Si le ministre veut rentrer dans les termes de ces dispositions, il trouvera moyen de combler son déficit.
M. Dujardin, commissaire du Roi. - Messieurs, je crois qu’il est nécessaire de rétablir les faits relativement au fonds de la caisse de retraite retenu actuellement en Hollande.
L’honorable M. Dumortier a cité un document duquel il résulte que 672,000 et quelques florins sont inscrits au grand-livre de la dette publique à Amsterdam, provenant de retenues faites sur le traitement des employés des finances. A cette somme, il a ajouté environ 192,000 florins également inscrits, mais en dette différée, ce qui fait que ce dernier capital a très peu de valeur. Ce document, je ne le conteste pas, Je le crois même exact ; mais si l’honorable M. Dumortier veut en examiner la date, il verra qu’il est antérieur au traité fait avec la France le 2 avril 1818. C’est à cette époque que la France a liquidé les anciennes dettes qu’elle avait dans les pays réunis, et un fonds assez considérable, mais spécialement désigné, fut remis au gouvernement des Pays-Bas, pour rembourser la part que des employés du ministère des finances avaient dans le fonds de retenues de la caisse des retraites. Je crois que le document cité par l’honorable député de Tournay est de 1816.

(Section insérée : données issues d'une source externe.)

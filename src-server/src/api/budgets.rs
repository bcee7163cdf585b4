use std::sync::Arc;

use crate::{auth::CurrentUser, error::ApiResult, main_lib::AppState, models::Paginated};
use axum::{
    extract::{Path, State},
    http::StatusCode,
    routing::{get, post},
    Extension, Json, Router,
};
use homebudget_core::budgets::{Budget, BudgetUpdate, NewBudget};

async fn list_budgets(
    State(state): State<Arc<AppState>>,
    Extension(user): Extension<CurrentUser>,
) -> ApiResult<Json<Paginated<Budget>>> {
    let budgets = state.budget_service.list_budgets(&user.0)?;
    Ok(Json(budgets.into()))
}

async fn create_budget(
    State(state): State<Arc<AppState>>,
    Extension(user): Extension<CurrentUser>,
    Json(payload): Json<NewBudget>,
) -> ApiResult<(StatusCode, Json<Budget>)> {
    let budget = state.budget_service.create_budget(&user.0, payload).await?;
    Ok((StatusCode::CREATED, Json(budget)))
}

async fn get_budget(
    Path(budget_id): Path<String>,
    State(state): State<Arc<AppState>>,
    Extension(user): Extension<CurrentUser>,
) -> ApiResult<Json<Budget>> {
    let budget = state.budget_service.get_budget(&budget_id, &user.0)?;
    Ok(Json(budget))
}

async fn update_budget(
    Path(budget_id): Path<String>,
    State(state): State<Arc<AppState>>,
    Extension(user): Extension<CurrentUser>,
    Json(payload): Json<BudgetUpdate>,
) -> ApiResult<Json<Budget>> {
    let budget = state
        .budget_service
        .update_budget(&budget_id, &user.0, payload)
        .await?;
    Ok(Json(budget))
}

async fn delete_budget(
    Path(budget_id): Path<String>,
    State(state): State<Arc<AppState>>,
    Extension(user): Extension<CurrentUser>,
) -> ApiResult<StatusCode> {
    state.budget_service.delete_budget(&budget_id, &user.0).await?;
    Ok(StatusCode::NO_CONTENT)
}

async fn add_member(
    Path((budget_id, user_id)): Path<(String, String)>,
    State(state): State<Arc<AppState>>,
    Extension(user): Extension<CurrentUser>,
) -> ApiResult<StatusCode> {
    state
        .budget_service
        .add_member(&budget_id, &user.0, &user_id)
        .await?;
    Ok(StatusCode::CREATED)
}

async fn remove_member(
    Path((budget_id, user_id)): Path<(String, String)>,
    State(state): State<Arc<AppState>>,
    Extension(user): Extension<CurrentUser>,
) -> ApiResult<StatusCode> {
    state
        .budget_service
        .remove_member(&budget_id, &user.0, &user_id)
        .await?;
    Ok(StatusCode::NO_CONTENT)
}

pub fn router() -> Router<Arc<AppState>> {
    Router::new()
        .route("/budgets", get(list_budgets).post(create_budget))
        .route(
            "/budgets/{id}",
            get(get_budget).put(update_budget).delete(delete_budget),
        )
        .route(
            "/budgets/{id}/members/{user_id}",
            post(add_member).delete(remove_member),
        )
}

M. Dumortier. - Je n’ai pas la date du document, mais il est annexé à un arrêté du 22 octobre 1817. Je ferai remarquer que la section centrale de l’année dernière, dont j’étais rapporteur, ayant désiré connaître quel était le fonds qui se trouvait en Hollande, le ministre des finances n’a pu nous communiquer d’autre document que celui-là.
M. Dujardin, commissaire du Roi. - Messieurs, mon argument reste debout. Le document est de 1817 et peut-être même antérieur à cette époque. Il ne pouvait donc comprendre les fonds restitués par la France en 1818, et qui appartenaient au fonds de retraite des employés des finances. Vous savez qu’une somme de 33 millions fut restituée par la France pour diverses dettes vis-à-vis des départements réunis, et que l’administration des finances fut comprise dans cette restitution pour un capital qui ne peut guère être moindre que de six millions de francs. Ceci résulte de calculs faits au ministère des finances, mais cependant sans données positives.
Dans tous les cas, en demandant une avance sur le fonds de la caisse de retraite, le gouvernement est certain de pouvoir la restituer. En effet, les sommes demandées jusqu’à ce jour à ce titre ne dépassent pas 485 mille fr., y compris les 200 mille fr. qui font l’objet de la discussion.
Je crois avoir rétabli les faits relativement au fonds des pensions.
L’honorable M. Dumortier vous a dit qu’en France on ne venait pas ainsi chaque année demander à la législature des subsides pour combler le déficit de la caisse des retraites.
Il suffit d’ouvrir les budgets français pour demeurer convaincu qu’il est complètement dans l’erreur. Non seulement l’administration française est obligée de réclamer des subsides annuels pour ce service, mais elle vient de demander et d’obtenir 1,950,000 fr. pour combler le déficit de la caisse des retraites, non pas d’une année, mais du dernier trimestre de 1834 et du premier trimestre de 1835. Ainsi près de deux millions pour pourvoir à l’insuffisance d’un semestre des pensions au-delà des retenues et des suppléments ordinaires.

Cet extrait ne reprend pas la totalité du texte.